Ce que Jésus attend de nous, c’est une vie remplie d’amour : « Soyez parfaits comme votre Père est parfait » (Mt 5,48). C’est ce que Jésus a vécu jusqu’au bout : il a pardonné à Zachée (Lc 19,1-10) ; il n’a pas jeté la pierre à la femme adultère, mais il lui a donné la force de poursuivre sa route (Jn 8,1-11) ; il a pardonné à Pierre qui venait de le renier (Mc 14,66-72). De nombreuses paraboles nous disent encore ce qu’est le véritable amour : nous connaissons celle de la brebis perdue (Lc 15,3-7) et celle du fils prodigue (Lc 15,11-32). C’est cet amour qui doit transparaître dans nos vies.
Voilà ce chemin de conversion que Jésus nous propose. Le pape François nous dit qu’on ne doit pas louer Dieu avec la même langue qui insulte notre frère. Cela ne se fait pas. Si nous voulons louer Dieu, nous devons tout faire pour nous mettre d’accord entre nous. Nous demandons au Seigneur qu’il nous aide à sortir de nos rancunes et de notre rigidité. Nous ne pouvons pas vivre en enfants de Dieu sans vivre ensemble comme des frères. Ce qui fera la valeur de notre vie c’est la qualité de notre amour pour tous ceux et celles qui nous entourent. C’est à cela que nous serons jugés. Mais Jésus ne nous proposerait pas les exigences du sermon sur la montagne, s’il ne nous rendait pas en même temps capables d’y répondre.
En lisant cet Évangile, nous reconnaissons que nous sommes tous plus ou moins coupables. Or pour entrer dans le Royaume de Dieu, il faut avoir un cœur parfaitement pur. Rien d’impur ne peut vivre en présence de Dieu.

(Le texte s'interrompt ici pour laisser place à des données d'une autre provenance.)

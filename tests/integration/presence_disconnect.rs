//! Integration tests for presence broadcasts and disconnect cleanup.
//!
//! Presence (`user-online`) fans out to every other connection regardless
//! of rooms. Disconnect is the only cancellation primitive: it removes the
//! connection from the registry and from every room, and nothing else.
//!
//! Verification command: `cargo test --test presence_disconnect`

use std::sync::Arc;
use std::time::Duration;

use serde_json::json;

use waveline::RelayClient;
use waveline_proto::event::{ConversationEvent, ServerEvent};
use waveline_relay::relay::{RelayState, start_server_with_state};
use waveline_relay::rooms::RoomName;

// ---------------------------------------------------------------------------
// Helpers
// ---------------------------------------------------------------------------

async fn start_relay() -> (std::net::SocketAddr, Arc<RelayState>) {
    let state = Arc::new(RelayState::new());
    let (addr, _handle) = start_server_with_state("127.0.0.1:0", Arc::clone(&state))
        .await
        .expect("failed to start test relay");
    (addr, state)
}

async fn connect(addr: std::net::SocketAddr) -> RelayClient {
    RelayClient::connect(&format!("ws://{addr}/ws"))
        .await
        .expect("failed to connect client")
}

async fn recv(client: &RelayClient) -> ServerEvent {
    tokio::time::timeout(Duration::from_secs(5), client.next_event())
        .await
        .expect("recv timed out")
        .expect("event stream ended")
}

async fn assert_silent(client: &RelayClient) {
    let result = tokio::time::timeout(Duration::from_millis(250), client.next_event()).await;
    assert!(result.is_err(), "expected silence, got {result:?}");
}

async fn wait_for_members(state: &RelayState, room: &RoomName, expected: usize) {
    for _ in 0..100 {
        if state.rooms.member_count(room).await == expected {
            return;
        }
        tokio::time::sleep(Duration::from_millis(10)).await;
    }
    panic!("room {room} never reached {expected} members");
}

async fn wait_for_connections(state: &RelayState, expected: usize) {
    for _ in 0..100 {
        if state.connection_count().await == expected {
            return;
        }
        tokio::time::sleep(Duration::from_millis(10)).await;
    }
    panic!("server never reached {expected} connections");
}

fn conv_room(key: &str) -> RoomName {
    RoomName::Conversation(key.to_string())
}

// ---------------------------------------------------------------------------
// Presence
// ---------------------------------------------------------------------------

/// `user-online` reaches every other connection, rooms or no rooms, and
/// never the announcer.
#[tokio::test]
async fn presence_reaches_all_other_connections() {
    let (addr, state) = start_relay().await;

    let alice = connect(addr).await;
    let bob = connect(addr).await;
    let carol = connect(addr).await;
    wait_for_connections(&state, 3).await;

    // Bob is in a room, Carol is not; both hear about Alice.
    bob.join_conversation_room("111-222").await.unwrap();
    wait_for_members(&state, &conv_room("111-222"), 1).await;

    alice.announce_online("111").await.unwrap();

    for client in [&bob, &carol] {
        match recv(client).await {
            ServerEvent::UserStatusChanged(presence) => {
                assert_eq!(presence.user_id, "111");
                assert!(presence.is_online);
                assert!(
                    chrono::DateTime::parse_from_rfc3339(&presence.last_seen).is_ok(),
                    "last_seen is not RFC 3339: {}",
                    presence.last_seen
                );
            }
            other => panic!("expected UserStatusChanged, got {other:?}"),
        }
    }
    assert_silent(&alice).await;
}

/// Each announcement is delivered independently; nothing is coalesced.
#[tokio::test]
async fn repeated_announcements_are_all_delivered() {
    let (addr, state) = start_relay().await;

    let alice = connect(addr).await;
    let bob = connect(addr).await;
    wait_for_connections(&state, 2).await;

    alice.announce_online("111").await.unwrap();
    alice.announce_online("111").await.unwrap();

    for _ in 0..2 {
        match recv(&bob).await {
            ServerEvent::UserStatusChanged(presence) => {
                assert_eq!(presence.user_id, "111");
            }
            other => panic!("expected UserStatusChanged, got {other:?}"),
        }
    }
    assert_silent(&bob).await;
}

// ---------------------------------------------------------------------------
// Disconnect cleanup
// ---------------------------------------------------------------------------

/// After a member disconnects, a broadcast into the room reaches zero
/// listeners and the server keeps serving the remaining connection.
#[tokio::test]
async fn broadcast_into_emptied_room_is_harmless() {
    let (addr, state) = start_relay().await;

    let alice = connect(addr).await;
    let bob = connect(addr).await;

    alice.join_conversation_room("X").await.unwrap();
    bob.join_conversation_room("X").await.unwrap();
    wait_for_members(&state, &conv_room("X"), 2).await;

    alice.close().await.unwrap();
    wait_for_members(&state, &conv_room("X"), 1).await;

    // Zero listeners besides Bob himself; must not error server-side.
    bob.send_message(ConversationEvent::new("X").with("text", json!("anyone?")))
        .await
        .unwrap();
    assert_silent(&bob).await;

    // Bob's connection is still healthy.
    let carol = connect(addr).await;
    carol.join_conversation_room("X").await.unwrap();
    wait_for_members(&state, &conv_room("X"), 2).await;

    bob.send_message(ConversationEvent::new("X").with("text", json!("there you are")))
        .await
        .unwrap();
    match recv(&carol).await {
        ServerEvent::NewMessage(event) => {
            assert_eq!(event.get("text"), Some(&json!("there you are")));
        }
        other => panic!("expected NewMessage, got {other:?}"),
    }
}

/// Disconnect removes the connection from every room and from the
/// connection registry; it receives nothing further.
#[tokio::test]
async fn disconnect_removes_connection_from_all_rooms() {
    let (addr, state) = start_relay().await;

    let alice = connect(addr).await;
    let bob = connect(addr).await;

    alice.join_user_room("111").await.unwrap();
    alice.join_conversation_room("111-222").await.unwrap();
    alice.join_conversation_room("111-333").await.unwrap();
    bob.join_conversation_room("111-222").await.unwrap();
    wait_for_members(&state, &conv_room("111-222"), 2).await;
    wait_for_members(&state, &conv_room("111-333"), 1).await;

    alice.close().await.unwrap();
    wait_for_connections(&state, 1).await;

    // Every membership is gone; only Bob's room survives.
    assert_eq!(
        state.rooms.member_count(&RoomName::User("111".to_string())).await,
        0
    );
    assert_eq!(state.rooms.member_count(&conv_room("111-222")).await, 1);
    assert_eq!(state.rooms.member_count(&conv_room("111-333")).await, 0);
    assert_eq!(state.rooms.room_count().await, 1);

    // Events keep flowing to nobody but current members; the disconnected
    // client's stream has ended.
    bob.send_message(ConversationEvent::new("111-222").with("text", json!("gone?")))
        .await
        .unwrap();
    let next = tokio::time::timeout(Duration::from_secs(5), alice.next_event())
        .await
        .expect("disconnected client's stream should have ended");
    assert!(next.is_none());
}

/// Presence announcements after a disconnect skip the departed connection
/// without affecting anyone else.
#[tokio::test]
async fn presence_after_disconnect_reaches_survivors_only() {
    let (addr, state) = start_relay().await;

    let alice = connect(addr).await;
    let bob = connect(addr).await;
    let carol = connect(addr).await;
    wait_for_connections(&state, 3).await;

    bob.close().await.unwrap();
    wait_for_connections(&state, 2).await;

    alice.announce_online("111").await.unwrap();

    match recv(&carol).await {
        ServerEvent::UserStatusChanged(presence) => {
            assert_eq!(presence.user_id, "111");
        }
        other => panic!("expected UserStatusChanged, got {other:?}"),
    }
}

/// Reconnecting yields a fresh connection with no memberships: the client
/// is responsible for re-emitting its joins.
#[tokio::test]
async fn reconnect_starts_with_no_memberships() {
    let (addr, state) = start_relay().await;

    let alice = connect(addr).await;
    alice.join_conversation_room("111-222").await.unwrap();
    wait_for_members(&state, &conv_room("111-222"), 1).await;

    alice.close().await.unwrap();
    wait_for_connections(&state, 0).await;

    // Same user reconnects; the relay knows nothing about the old rooms.
    let alice_again = connect(addr).await;
    wait_for_connections(&state, 1).await;
    assert_eq!(state.rooms.member_count(&conv_room("111-222")).await, 0);

    // After re-emitting the join, delivery resumes.
    alice_again.join_conversation_room("111-222").await.unwrap();
    wait_for_members(&state, &conv_room("111-222"), 1).await;
}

Le psaume 73 commence avec l’exclamation : « Oui, Dieu est bon pour ceux qui ont le cœur pur ! » Nous ne pouvons pas parvenir à cette pureté avec nos pauvres moyens humains. Mais avec Dieu, tout est possible. Nous sommes invités à nous ouvrir à lui en priant souvent, en aimant beaucoup, en recevant le sacrement du pardon et en participant à l’Eucharistie.
Le christianisme demande d’aller plus loin : au-delà de ce qui est prévu, au-delà de ce qui est normal. Les Pharisiens étaient les modèles de la religion juive, mais le Christ demande à ses auditeurs de les surpasser. Cela signifie que la religion est plus que des formalités. A quoi bon accomplir une pratique religieuse loyalement, s’il n’y a pas l’amour ? Le royaume de Dieu est un royaume d’amour. Pratiquer notre religion sans grandir dans l’amour vrai revient à ne pas la pratiquer du tout. Les justes sont ceux qui préfèrent faire les choses comme Dieu veut qu’elles soient faites.
Si nous nous engageons sur ce chemin de conversion, Dieu nous purifiera ; alors nous serons ces « cœurs purs qui voient Dieu » (Mt 5,8). Dieu sera en nous et nous en lui. « Celui qui garde ses commandements demeure en Dieu, et Dieu en lui ; et nous connaissons qu’il demeure en nous par l’Esprit qu’il nous a donné » (1 Jn 3,24).